───── Excerpted data

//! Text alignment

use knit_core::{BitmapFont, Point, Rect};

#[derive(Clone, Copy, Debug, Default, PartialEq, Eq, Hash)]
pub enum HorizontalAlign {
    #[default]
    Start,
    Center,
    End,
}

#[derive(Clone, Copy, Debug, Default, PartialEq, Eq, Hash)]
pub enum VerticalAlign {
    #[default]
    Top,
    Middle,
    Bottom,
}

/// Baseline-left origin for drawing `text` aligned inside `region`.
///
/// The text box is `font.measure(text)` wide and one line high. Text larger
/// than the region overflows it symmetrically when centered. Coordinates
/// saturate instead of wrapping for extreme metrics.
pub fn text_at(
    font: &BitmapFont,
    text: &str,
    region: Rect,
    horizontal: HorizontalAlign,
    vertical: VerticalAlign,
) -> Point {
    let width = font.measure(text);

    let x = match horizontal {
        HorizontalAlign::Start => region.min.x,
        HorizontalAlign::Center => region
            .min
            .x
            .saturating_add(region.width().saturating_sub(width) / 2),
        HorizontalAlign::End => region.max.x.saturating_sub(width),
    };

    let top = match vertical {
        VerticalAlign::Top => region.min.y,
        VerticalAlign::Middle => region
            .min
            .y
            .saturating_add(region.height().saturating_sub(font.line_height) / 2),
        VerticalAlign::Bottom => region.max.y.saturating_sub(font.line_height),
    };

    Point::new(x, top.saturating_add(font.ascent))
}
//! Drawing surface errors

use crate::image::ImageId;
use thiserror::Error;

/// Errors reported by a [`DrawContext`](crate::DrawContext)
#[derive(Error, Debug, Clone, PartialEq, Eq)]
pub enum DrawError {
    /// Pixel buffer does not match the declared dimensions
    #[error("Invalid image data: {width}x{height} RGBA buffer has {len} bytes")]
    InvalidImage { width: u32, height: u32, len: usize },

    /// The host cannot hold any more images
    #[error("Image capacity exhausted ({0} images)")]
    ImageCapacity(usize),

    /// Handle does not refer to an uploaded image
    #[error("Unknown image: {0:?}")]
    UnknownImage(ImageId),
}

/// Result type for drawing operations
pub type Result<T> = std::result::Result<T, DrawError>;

──────────
───── Excerpted data

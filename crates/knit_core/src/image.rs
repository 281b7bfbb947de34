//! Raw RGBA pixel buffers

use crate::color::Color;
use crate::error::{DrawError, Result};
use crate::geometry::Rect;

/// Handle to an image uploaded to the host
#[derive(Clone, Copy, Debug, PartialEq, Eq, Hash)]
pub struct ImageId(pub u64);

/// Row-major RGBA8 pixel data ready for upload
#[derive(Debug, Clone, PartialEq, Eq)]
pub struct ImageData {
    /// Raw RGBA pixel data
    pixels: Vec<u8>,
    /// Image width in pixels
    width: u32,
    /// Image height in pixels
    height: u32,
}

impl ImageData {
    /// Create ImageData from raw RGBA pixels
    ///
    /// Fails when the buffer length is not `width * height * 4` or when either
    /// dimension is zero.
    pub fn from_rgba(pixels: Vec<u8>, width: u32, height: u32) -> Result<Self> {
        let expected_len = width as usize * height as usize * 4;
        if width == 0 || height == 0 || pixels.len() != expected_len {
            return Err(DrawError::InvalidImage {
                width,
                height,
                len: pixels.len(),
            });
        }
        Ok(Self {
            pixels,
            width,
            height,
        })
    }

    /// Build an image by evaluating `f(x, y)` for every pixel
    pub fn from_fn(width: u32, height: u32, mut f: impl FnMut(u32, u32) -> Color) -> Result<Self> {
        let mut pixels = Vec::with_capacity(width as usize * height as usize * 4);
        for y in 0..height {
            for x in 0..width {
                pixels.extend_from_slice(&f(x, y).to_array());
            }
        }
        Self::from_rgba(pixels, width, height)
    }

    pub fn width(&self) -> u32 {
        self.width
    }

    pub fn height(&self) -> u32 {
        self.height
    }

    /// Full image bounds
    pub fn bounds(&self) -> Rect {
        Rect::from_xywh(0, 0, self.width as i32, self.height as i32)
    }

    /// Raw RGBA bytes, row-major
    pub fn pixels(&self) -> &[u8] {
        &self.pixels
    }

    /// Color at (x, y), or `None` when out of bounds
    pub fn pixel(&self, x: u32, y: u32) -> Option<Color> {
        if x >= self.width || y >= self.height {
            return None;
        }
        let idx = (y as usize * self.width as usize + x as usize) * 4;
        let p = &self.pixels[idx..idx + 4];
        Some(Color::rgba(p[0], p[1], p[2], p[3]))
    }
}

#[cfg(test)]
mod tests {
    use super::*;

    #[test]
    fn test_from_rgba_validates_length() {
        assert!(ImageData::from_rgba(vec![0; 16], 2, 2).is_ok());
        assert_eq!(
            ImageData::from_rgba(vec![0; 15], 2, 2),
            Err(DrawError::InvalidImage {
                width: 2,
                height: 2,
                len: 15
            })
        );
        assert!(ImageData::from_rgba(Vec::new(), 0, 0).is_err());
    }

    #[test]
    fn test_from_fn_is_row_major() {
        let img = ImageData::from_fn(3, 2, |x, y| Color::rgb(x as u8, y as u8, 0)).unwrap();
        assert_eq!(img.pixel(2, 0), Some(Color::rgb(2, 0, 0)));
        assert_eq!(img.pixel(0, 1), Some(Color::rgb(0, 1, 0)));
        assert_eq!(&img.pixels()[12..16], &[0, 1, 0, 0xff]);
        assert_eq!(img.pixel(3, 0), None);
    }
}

──────────

Task directions: Gather all lines of the records that include the word "derive".

Problem solution:
#[derive(Clone, Copy, Debug, Default, PartialEq, Eq, Hash)]
#[derive(Clone, Copy, Debug, Default, PartialEq, Eq, Hash)]
#[derive(Error, Debug, Clone, PartialEq, Eq)]
#[derive(Clone, Copy, Debug, PartialEq, Eq, Hash)]
#[derive(Debug, Clone, PartialEq, Eq)]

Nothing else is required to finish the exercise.